Report every line below that carries the word "Dash".

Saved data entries
◆ ◆ ◆ ◆ ◆

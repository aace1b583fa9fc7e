//! Attack lifecycle: hitboxes are requested into a pending buffer, enter the
//! world one tick later, age down while following their owner, and go inert
//! once spent.

mod enemy;
mod player;

use avian2d::prelude::*;
use bevy::prelude::*;

use crate::gameplay::WORLD_SCALE;
use crate::gameplay::combatant::{BaseAttackKind, PlayerModel};
use crate::gameplay::gesture::SwipeDirection;
use crate::screens::GameState;
use crate::third_party::avian::hitbox_layers;
use crate::{GameSet, Z_ATTACK, gameplay_running};

pub use enemy::plan_enemy_attack;
pub use player::{AttackStyle, plan_player_attacks};

// === Constants ===

/// Attachment offsets in world units, scaled by [`WORLD_SCALE`].
const SIDE_OFFSET_UNITS: f32 = 1.5;
const UP_OFFSET_UNITS: f32 = 1.75;
const DOWN_OFFSET_UNITS: f32 = 1.25;

const PLAYER_ATTACK_COLOR: Color = Color::srgba(0.4, 0.8, 1.0, 0.6);
const ENEMY_ATTACK_COLOR: Color = Color::srgba(1.0, 0.35, 0.3, 0.6);
const EXPLOSION_COLOR: Color = Color::srgba(1.0, 0.75, 0.2, 0.6);

// === Types ===

#[derive(Debug, Clone, Copy, PartialEq, Eq, Hash, Reflect)]
pub enum AttackKind {
    Melee,
    Dash,
    Ranged,
    /// Slow charged projectile that detonates into an [`AttackKind::Explosion`].
    RangedChargePackage,
    Explosion,
    EnemyMelee,
    EnemyRanged,
}

#[derive(Debug, Clone, Copy, PartialEq, Eq, Hash, Reflect)]
pub enum AttackOwner {
    Player,
    Enemy,
}

impl AttackKind {
    #[must_use]
    pub const fn owner(self) -> AttackOwner {
        match self {
            Self::EnemyMelee | Self::EnemyRanged => AttackOwner::Enemy,
            _ => AttackOwner::Player,
        }
    }

    /// Player swings that can only hit each defender once.
    #[must_use]
    pub const fn is_close_range(self) -> bool {
        matches!(self, Self::Melee | Self::Dash)
    }

    #[must_use]
    pub const fn is_projectile(self) -> bool {
        matches!(
            self,
            Self::Ranged | Self::RangedChargePackage | Self::EnemyRanged
        )
    }

    #[must_use]
    pub const fn base_kind(self) -> BaseAttackKind {
        match self {
            Self::Melee | Self::Dash | Self::EnemyMelee => BaseAttackKind::Melee,
            Self::Ranged | Self::RangedChargePackage | Self::EnemyRanged => {
                BaseAttackKind::Ranged
            }
            Self::Explosion => BaseAttackKind::Explosion,
        }
    }

    const fn color(self) -> Color {
        match (self, self.owner()) {
            (Self::Explosion, _) => EXPLOSION_COLOR,
            (_, AttackOwner::Player) => PLAYER_ATTACK_COLOR,
            (_, AttackOwner::Enemy) => ENEMY_ATTACK_COLOR,
        }
    }
}

/// Provenance shared by attacks created together (a package and its
/// explosion, a shot and its reflections).
#[derive(Debug, Clone, Copy, PartialEq, Eq, Hash, Default, Reflect)]
pub struct AttackGroup(pub u32);

/// Everything needed to put an attack into the world.
#[derive(Debug, Clone, PartialEq)]
pub struct AttackSpec {
    pub kind: AttackKind,
    pub origin: Vec2,
    pub velocity: Vec2,
    pub radius: f32,
    pub damage: i32,
    pub lifetime: f32,
    /// Remaining seconds. Equal to `lifetime` unless inherited.
    pub age: f32,
    /// `None` asks [`AttackBuffers::create_attack`] for a fresh group.
    pub group: Option<AttackGroup>,
    pub splitable: bool,
    /// Offset from the player to follow while active.
    pub anchor: Option<Vec2>,
    pub already_hit: Vec<Entity>,
}

impl AttackSpec {
    #[must_use]
    pub const fn new(kind: AttackKind, origin: Vec2, radius: f32, lifetime: f32, damage: i32) -> Self {
        Self {
            kind,
            origin,
            velocity: Vec2::ZERO,
            radius,
            damage,
            lifetime,
            age: lifetime,
            group: None,
            splitable: false,
            anchor: None,
            already_hit: Vec::new(),
        }
    }

    #[must_use]
    pub fn with_velocity(mut self, velocity: Vec2) -> Self {
        self.velocity = velocity;
        self
    }

    #[must_use]
    pub fn with_age(mut self, age: f32) -> Self {
        self.age = age;
        self
    }

    #[must_use]
    pub fn in_group(mut self, group: AttackGroup) -> Self {
        self.group = Some(group);
        self
    }

    #[must_use]
    pub fn splitable(mut self) -> Self {
        self.splitable = true;
        self
    }

    /// Follows the player at `offset` until spent.
    #[must_use]
    pub fn tracking(mut self, offset: Vec2) -> Self {
        self.anchor = Some(offset);
        self
    }

    #[must_use]
    pub fn already_hit(mut self, defender: Entity) -> Self {
        if !self.already_hit.contains(&defender) {
            self.already_hit.push(defender);
        }
        self
    }

    /// Inherits every defender a parent attack has already touched.
    #[must_use]
    pub fn already_hit_all(self, defenders: &[Entity]) -> Self {
        defenders
            .iter()
            .fold(self, |spec, defender| spec.already_hit(*defender))
    }
}

// === Components ===

/// A live hitbox.
#[derive(Component, Debug, Clone, Reflect)]
#[reflect(Component)]
pub struct Attack {
    pub kind: AttackKind,
    pub damage: i32,
    pub radius: f32,
    pub lifetime: f32,
    /// Seconds left before the attack goes inert.
    pub age: f32,
    pub active: bool,
    pub group: AttackGroup,
    pub splitable: bool,
    pub anchor: Option<Vec2>,
    hit: Vec<Entity>,
}

impl Attack {
    #[must_use]
    pub fn from_spec(spec: &AttackSpec) -> Self {
        Self {
            kind: spec.kind,
            damage: spec.damage,
            radius: spec.radius,
            lifetime: spec.lifetime,
            age: spec.age,
            active: true,
            group: spec.group.unwrap_or_default(),
            splitable: spec.splitable,
            anchor: spec.anchor,
            hit: spec.already_hit.clone(),
        }
    }

    #[must_use]
    pub const fn owner(&self) -> AttackOwner {
        self.kind.owner()
    }

    pub fn hit_enemy(&mut self, defender: Entity) {
        if !self.hit.contains(&defender) {
            self.hit.push(defender);
        }
    }

    #[must_use]
    pub fn has_hit_enemy(&self, defender: Entity) -> bool {
        self.hit.contains(&defender)
    }

    #[must_use]
    pub fn hits(&self) -> &[Entity] {
        &self.hit
    }

    pub const fn deactivate(&mut self) {
        self.active = false;
    }

    /// Counts the age down. Returns `true` on the tick it runs out.
    pub fn age_by(&mut self, dt: f32) -> bool {
        if !self.active {
            return false;
        }
        self.age -= dt;
        if self.age <= 0.0 {
            self.age = 0.0;
            self.active = false;
            return true;
        }
        false
    }
}

// === Resources ===

/// Double buffer of attacks: `pending` becomes `current` once per tick.
#[derive(Resource, Debug, Default)]
pub struct AttackBuffers {
    pending: Vec<AttackSpec>,
    current: Vec<Entity>,
    next_group: u32,
}

impl AttackBuffers {
    /// Queues an attack. It becomes collidable on the next promotion.
    pub fn create_attack(&mut self, mut spec: AttackSpec) -> AttackGroup {
        let group = match spec.group {
            Some(group) => group,
            None => self.allocate_group(),
        };
        spec.group = Some(group);
        self.pending.push(spec);
        group
    }

    pub const fn allocate_group(&mut self) -> AttackGroup {
        self.next_group = self.next_group.wrapping_add(1);
        AttackGroup(self.next_group)
    }

    #[must_use]
    pub fn pending(&self) -> &[AttackSpec] {
        &self.pending
    }

    #[must_use]
    pub fn current(&self) -> &[Entity] {
        &self.current
    }

    /// Forgets a despawned attack.
    pub fn retire(&mut self, attack: Entity) {
        self.current.retain(|entity| *entity != attack);
    }
}

// === Helpers ===

/// Where a hitbox sits relative to its owner for a swing in `direction`.
#[must_use]
pub fn attachment_offset(direction: SwipeDirection) -> Vec2 {
    let units = match direction {
        SwipeDirection::Left => Vec2::new(-SIDE_OFFSET_UNITS, 0.0),
        SwipeDirection::Right => Vec2::new(SIDE_OFFSET_UNITS, 0.0),
        SwipeDirection::Up => Vec2::new(0.0, UP_OFFSET_UNITS),
        SwipeDirection::Down => Vec2::new(0.0, -DOWN_OFFSET_UNITS),
    };
    units * WORLD_SCALE
}

fn attack_bundle(spec: &AttackSpec) -> impl Bundle {
    (
        Name::new(format!("{:?}", spec.kind)),
        crate::gameplay::collision::CombatBody::Attack,
        Attack::from_spec(spec),
        Sprite::from_color(spec.kind.color(), Vec2::splat(spec.radius * 2.0)),
        Transform::from_xyz(spec.origin.x, spec.origin.y, Z_ATTACK),
        DespawnOnExit(GameState::InGame),
        RigidBody::Kinematic,
        Collider::circle(spec.radius),
        Sensor,
        hitbox_layers(spec.kind.owner()),
        CollisionEventsEnabled,
        LinearVelocity(spec.velocity),
    )
}

// === Systems ===

fn reset_attack_buffers(mut commands: Commands) {
    commands.insert_resource(AttackBuffers::default());
}

/// Moves tracking attacks with the player and counts every active attack down.
///
/// Runs in `GameSet::Lifecycle`, before promotion.
fn age_attacks(
    time: Res<Time>,
    player: Query<(&Transform, &LinearVelocity), (With<PlayerModel>, Without<Attack>)>,
    mut attacks: Query<(&mut Attack, &mut Transform, &mut LinearVelocity)>,
) {
    let dt = time.delta_secs();
    let owner = player
        .single()
        .ok()
        .map(|(transform, velocity)| (transform.translation.truncate(), velocity.0));

    for (mut attack, mut transform, mut velocity) in &mut attacks {
        if !attack.active {
            continue;
        }
        if let (Some(offset), Some((position, owner_velocity))) = (attack.anchor, owner) {
            let target = position + offset;
            transform.translation.x = target.x;
            transform.translation.y = target.y;
            velocity.0 = owner_velocity;
        }
        if attack.age_by(dt) {
            debug!("{:?} attack expired", attack.kind);
        }
    }
}

/// Drains `pending` into the world. Attacks requested this tick collide next tick.
///
/// Runs in `GameSet::Lifecycle`.
fn promote_pending_attacks(mut commands: Commands, mut buffers: ResMut<AttackBuffers>) {
    let pending = std::mem::take(&mut buffers.pending);
    if pending.is_empty() {
        return;
    }
    debug!("Promoting {} pending attacks", pending.len());
    for spec in &pending {
        let entity = commands.spawn(attack_bundle(spec)).id();
        buffers.current.push(entity);
    }
}

// === Plugin ===

pub(super) fn plugin(app: &mut App) {
    app.register_type::<Attack>();
    app.init_resource::<AttackBuffers>();
    app.add_systems(OnEnter(GameState::InGame), reset_attack_buffers);

    app.add_systems(
        Update,
        (age_attacks, promote_pending_attacks)
            .chain()
            .in_set(GameSet::Lifecycle)
            .run_if(gameplay_running),
    );

    app.add_plugins((player::plugin, enemy::plugin));
}

#[cfg(test)]
mod tests {
    use super::*;
    use pretty_assertions::assert_eq;

    fn melee(damage: i32) -> Attack {
        Attack::from_spec(&AttackSpec::new(AttackKind::Melee, Vec2::ZERO, 8.0, 0.2, damage))
    }

    #[test]
    fn owner_follows_kind() {
        assert_eq!(AttackKind::Dash.owner(), AttackOwner::Player);
        assert_eq!(AttackKind::Explosion.owner(), AttackOwner::Player);
        assert_eq!(AttackKind::EnemyRanged.owner(), AttackOwner::Enemy);
    }

    #[test]
    fn base_kinds() {
        assert_eq!(AttackKind::Dash.base_kind(), BaseAttackKind::Melee);
        assert_eq!(
            AttackKind::RangedChargePackage.base_kind(),
            BaseAttackKind::Ranged
        );
        assert_eq!(
            AttackKind::Explosion.base_kind(),
            BaseAttackKind::Explosion
        );
    }

    #[test]
    fn hit_set_records_each_defender_once() {
        let mut attack = melee(3);
        let defender = World::new().spawn_empty().id();
        assert!(!attack.has_hit_enemy(defender));
        attack.hit_enemy(defender);
        attack.hit_enemy(defender);
        assert!(attack.has_hit_enemy(defender));
        assert_eq!(attack.hit.len(), 1);
    }

    #[test]
    fn aging_deactivates_at_zero() {
        let mut attack = melee(3);
        assert!(!attack.age_by(0.1));
        assert!(attack.active);
        assert!(attack.age_by(0.15));
        assert!(!attack.active);
        assert_eq!(attack.age, 0.0);
        // Already inert: no second expiry.
        assert!(!attack.age_by(0.1));
    }

    #[test]
    fn create_attack_allocates_distinct_groups() {
        let mut buffers = AttackBuffers::default();
        let first = buffers.create_attack(AttackSpec::new(
            AttackKind::Ranged,
            Vec2::ZERO,
            4.0,
            1.0,
            1,
        ));
        let second = buffers.create_attack(AttackSpec::new(
            AttackKind::Ranged,
            Vec2::ZERO,
            4.0,
            1.0,
            1,
        ));
        assert_ne!(first, second);
        assert_eq!(buffers.pending().len(), 2);
        assert!(buffers.current().is_empty());
    }

    #[test]
    fn create_attack_keeps_supplied_group() {
        let mut buffers = AttackBuffers::default();
        let group = buffers.create_attack(
            AttackSpec::new(AttackKind::Explosion, Vec2::ZERO, 48.0, 0.2, 5).in_group(AttackGroup(42)),
        );
        assert_eq!(group, AttackGroup(42));
        assert_eq!(buffers.pending()[0].group, Some(AttackGroup(42)));
    }

    #[test]
    fn attachment_offsets_scale_with_world() {
        assert_eq!(
            attachment_offset(SwipeDirection::Right),
            Vec2::new(SIDE_OFFSET_UNITS * WORLD_SCALE, 0.0)
        );
        assert_eq!(
            attachment_offset(SwipeDirection::Down),
            Vec2::new(0.0, -DOWN_OFFSET_UNITS * WORLD_SCALE)
        );
        assert_eq!(
            attachment_offset(SwipeDirection::Left).x,
            -attachment_offset(SwipeDirection::Right).x
        );
    }
}
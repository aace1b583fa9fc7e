//! Enemy attacks: combatants the AI put into `Attacking` swing or shoot once.

use bevy::prelude::*;

use super::{AttackBuffers, AttackKind, AttackSpec, attachment_offset};
use crate::gameplay::combatant::{AiPhase, Combatant, PlayerModel};
use crate::gameplay::gesture::SwipeDirection;
use crate::gameplay::species::{CombatStyle, Species, SpeciesProps, SpeciesRegistry};
use crate::{GameSet, gameplay_running};

/// Enemy projectile radius in pixels.
pub const ENEMY_SHOT_RADIUS: f32 = 5.0;

/// The single attack a combatant at `own` makes against a player at `player`.
#[must_use]
pub fn plan_enemy_attack(props: &SpeciesProps, own: Vec2, player: Vec2) -> Option<AttackSpec> {
    match props.style.attack_kind()? {
        AttackKind::EnemyMelee => {
            let facing = if player.x >= own.x {
                SwipeDirection::Right
            } else {
                SwipeDirection::Left
            };
            Some(AttackSpec::new(
                AttackKind::EnemyMelee,
                own + attachment_offset(facing),
                props.attack_radius / 2.0,
                props.attack_lifetime,
                props.damage,
            ))
        }
        _ => {
            let aim = (player - own).try_normalize().unwrap_or(Vec2::X);
            Some(
                AttackSpec::new(
                    AttackKind::EnemyRanged,
                    own,
                    ENEMY_SHOT_RADIUS,
                    props.attack_lifetime,
                    props.damage,
                )
                .with_velocity(aim * props.projectile_speed)
                .splitable(),
            )
        }
    }
}

/// Consumes the one-tick `Attacking` trigger and moves the combatant to `Cooling`.
///
/// Runs in `GameSet::Attack`.
fn enemy_attacks_from_triggers(
    registry: Res<SpeciesRegistry>,
    player: Query<&Transform, With<PlayerModel>>,
    mut enemies: Query<(&Species, &mut Combatant, &Transform), Without<PlayerModel>>,
    mut buffers: ResMut<AttackBuffers>,
) {
    let player = player.single().ok().map(|transform| transform.translation.truncate());

    for (species, mut combatant, transform) in &mut enemies {
        if combatant.phase != AiPhase::Attacking {
            continue;
        }
        combatant.phase = AiPhase::Cooling;
        if combatant.removed {
            continue;
        }
        let (Some(props), Some(player)) = (registry.get(*species), player) else {
            continue;
        };
        if props.style == CombatStyle::Stationary {
            continue;
        }
        if let Some(spec) = plan_enemy_attack(props, transform.translation.truncate(), player) {
            debug!("{} attacks with {:?}", species.display_name(), spec.kind);
            buffers.create_attack(spec);
        }
    }
}

pub(super) fn plugin(app: &mut App) {
    app.add_systems(
        Update,
        enemy_attacks_from_triggers
            .in_set(GameSet::Attack)
            .run_if(gameplay_running),
    );
}

#[cfg(test)]
mod tests {
    use super::*;
    use crate::testing::{create_test_app, test_registry};
    use pretty_assertions::assert_eq;

    #[test]
    fn melee_swing_faces_player() {
        let registry = test_registry();
        let grunt = registry.get(Species::Grunt).unwrap();
        let spec = plan_enemy_attack(grunt, Vec2::ZERO, Vec2::new(-30.0, 0.0)).unwrap();
        assert_eq!(spec.kind, AttackKind::EnemyMelee);
        assert_eq!(spec.origin, attachment_offset(SwipeDirection::Left));
        assert_eq!(spec.damage, grunt.damage);
        assert!(!spec.splitable);
    }

    #[test]
    fn ranged_shot_aims_at_player() {
        let registry = test_registry();
        let archer = registry.get(Species::Archer).unwrap();
        let spec = plan_enemy_attack(archer, Vec2::ZERO, Vec2::new(0.0, 100.0)).unwrap();
        assert_eq!(spec.kind, AttackKind::EnemyRanged);
        assert_eq!(spec.velocity, Vec2::new(0.0, archer.projectile_speed));
        assert!(spec.splitable);
    }

    #[test]
    fn stationary_species_never_attack() {
        let registry = test_registry();
        let mirror = registry.get(Species::Mirror).unwrap();
        assert_eq!(plan_enemy_attack(mirror, Vec2::ZERO, Vec2::X), None);
    }

    #[test]
    fn trigger_is_consumed_once() {
        let mut app = create_test_app();
        app.insert_resource(test_registry())
            .init_resource::<AttackBuffers>();
        app.add_systems(Update, enemy_attacks_from_triggers);

        app.world_mut()
            .spawn((PlayerModel::default(), Transform::from_xyz(20.0, 0.0, 0.0)));
        let mut combatant = Combatant::new(10, 1.0);
        combatant.phase = AiPhase::Attacking;
        let grunt = app
            .world_mut()
            .spawn((Species::Grunt, combatant, Transform::default()))
            .id();

        app.update();
        app.update();

        assert_eq!(app.world().resource::<AttackBuffers>().pending().len(), 1);
        assert_eq!(
            app.world().get::<Combatant>(grunt).unwrap().phase,
            AiPhase::Cooling
        );
    }
}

◆ ◆ ◆ ◆ ◆

Task answer
    Dash,
        matches!(self, Self::Melee | Self::Dash)
            Self::Melee | Self::Dash | Self::EnemyMelee => BaseAttackKind::Melee,
        assert_eq!(AttackKind::Dash.owner(), AttackOwner::Player);
        assert_eq!(AttackKind::Dash.base_kind(), BaseAttackKind::Melee);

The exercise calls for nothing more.